Ameris Bank Boston Consulting Group Matrix

Ameris Bank Boston Consulting Group Matrix

Fully Editable

Tailor To Your Needs In Excel Or Sheets

Professional Design

Trusted, Industry-Standard Templates

Pre-Built

For Quick And Efficient Use

No Expertise Is Needed

Easy To Follow

GET THE FULL COMPANY
ANALYSIS BUNDLE FOR
Ameris Bank

Full Company Analysis:
$15 $10
$15 $10
$15 $10
$15 $10
$15 $10
$15 $10

TOTAL:

Description
Icon

See the Bigger Picture

Ameris Bank’s BCG Matrix snapshot reveals how its core banking segments and product lines perform across market growth and relative share—highlighting potential Stars in mortgage and wealth management, Cash Cows in retail deposits, and areas needing strategic review. This concise view points to where capital and management focus can boost returns or prune underperformers. Purchase the full BCG Matrix for quadrant-level placements, actionable recommendations, and downloadable Word + Excel files to guide confident investment and strategic decisions.

Stars

Icon

Commercial Real Estate in Southeast Hubs

Ameris Bank leads commercial real estate in Atlanta and Jacksonville, capturing ~18–22% share of regional CRE lending in key metro corridors as of Dec 31, 2025, with transaction volume up 9% YoY to $3.6B.

Demand stayed strong through 2025 driven by Sunbelt migration—metro population gains of 1.2–2.0% annually—and vacancy rates near 8% vs national 11%.

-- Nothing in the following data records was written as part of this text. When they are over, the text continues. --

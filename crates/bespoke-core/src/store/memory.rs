use dashmap::DashMap;
use std::collections::{BTreeMap, VecDeque};

use super::{KeyValueStore, StoreResult};
use crate::errors::StoreError;

/// Almacén en memoria para un único proceso y para tests.
#[derive(Default)]
pub struct InMemoryStore {
    strings: DashMap<String, String>,
    hashes: DashMap<String, BTreeMap<String, String>>,
    lists: DashMap<String, VecDeque<String>>,
}

impl InMemoryStore {
    pub fn new() -> Self {
        Self::default()
    }
}

impl KeyValueStore for InMemoryStore {
    fn get(&self, key: &str) -> StoreResult<Option<String>> {
        Ok(self.strings.get(key).map(|v| v.value().clone()))
    }

    fn set(&self, key: &str, value: &str) -> StoreResult<()> {
        self.strings.insert(key.to_string(), value.to_string());
        Ok(())
    }

    fn set_if_absent(&self, key: &str, value: &str) -> StoreResult<bool> {
        let mut inserted = false;
        self.strings.entry(key.to_string()).or_insert_with(|| {
                                                inserted = true;
                                                value.to_string()
                                            });
        Ok(inserted)
    }

    fn incr(&self, key: &str) -> StoreResult<i64> {
        let mut entry = self.strings.entry(key.to_string()).or_insert_with(|| "0".to_string());
        let current: i64 = entry.value()
                                .parse()
                                .map_err(|_| StoreError::Codec(format!("value at {key} is not an integer")))?;
        let next = current + 1;
        *entry.value_mut() = next.to_string();
        Ok(next)
    }

    fn hget(&self, key: &str, field: &str) -> StoreResult<Option<String>> {
        Ok(self.hashes.get(key).and_then(|h| h.get(field).cloned()))
    }

    fn hset(&self, key: &str, field: &str, value: &str) -> StoreResult<()> {
        self.hashes
            .entry(key.to_string())
            .or_default()
            .insert(field.to_string(), value.to_string());
        Ok(())
    }

    fn hset_if_absent(&self, key: &str, field: &str, value: &str) -> StoreResult<bool> {
        let mut hash = self.hashes.entry(key.to_string()).or_default();
        if hash.contains_key(field) {
            return Ok(false);
        }
        hash.insert(field.to_string(), value.to_string());
        Ok(true)
    }

    fn hgetall(&self, key: &str) -> StoreResult<BTreeMap<String, String>> {
        Ok(self.hashes.get(key).map(|h| h.value().clone()).unwrap_or_default())
    }

    fn rpush(&self, key: &str, value: &str) -> StoreResult<()> {
        self.lists.entry(key.to_string()).or_default().push_back(value.to_string());
        Ok(())
    }

    fn lpop(&self, key: &str) -> StoreResult<Option<String>> {
        Ok(self.lists.get_mut(key).and_then(|mut l| l.pop_front()))
    }

    fn lrange_all(&self, key: &str) -> StoreResult<Vec<String>> {
        Ok(self.lists
               .get(key)
               .map(|l| l.iter().cloned().collect())
               .unwrap_or_default())
    }

    fn lrem(&self, key: &str, value: &str) -> StoreResult<usize> {
        let Some(mut list) = self.lists.get_mut(key) else {
            return Ok(0);
        };
        let before = list.len();
        list.retain(|v| v != value);
        Ok(before - list.len())
    }

    fn llen(&self, key: &str) -> StoreResult<usize> {
        Ok(self.lists.get(key).map(|l| l.len()).unwrap_or(0))
    }
}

These assets need ongoing capital: Ameris allocated $420M to new development financing in 2025 to defend market share versus national banks.

Focusing on these hubs lets Ameris lead an expanding urban CRE market that supports regional GDP growth of ~3.1% in 2025.

Icon

Digital Banking and Mobile Platforms

Ameris Bank’s digital ecosystem now handles roughly 48% of retail and 35% of business transaction volume after 2024, marking a strong adoption surge among tech-savvy clients.

High growth means ongoing spend: cybersecurity and UX improvements accounted for about $62M capex and $18M annual OPEX in 2024 to keep pace with shifting preferences away from branches.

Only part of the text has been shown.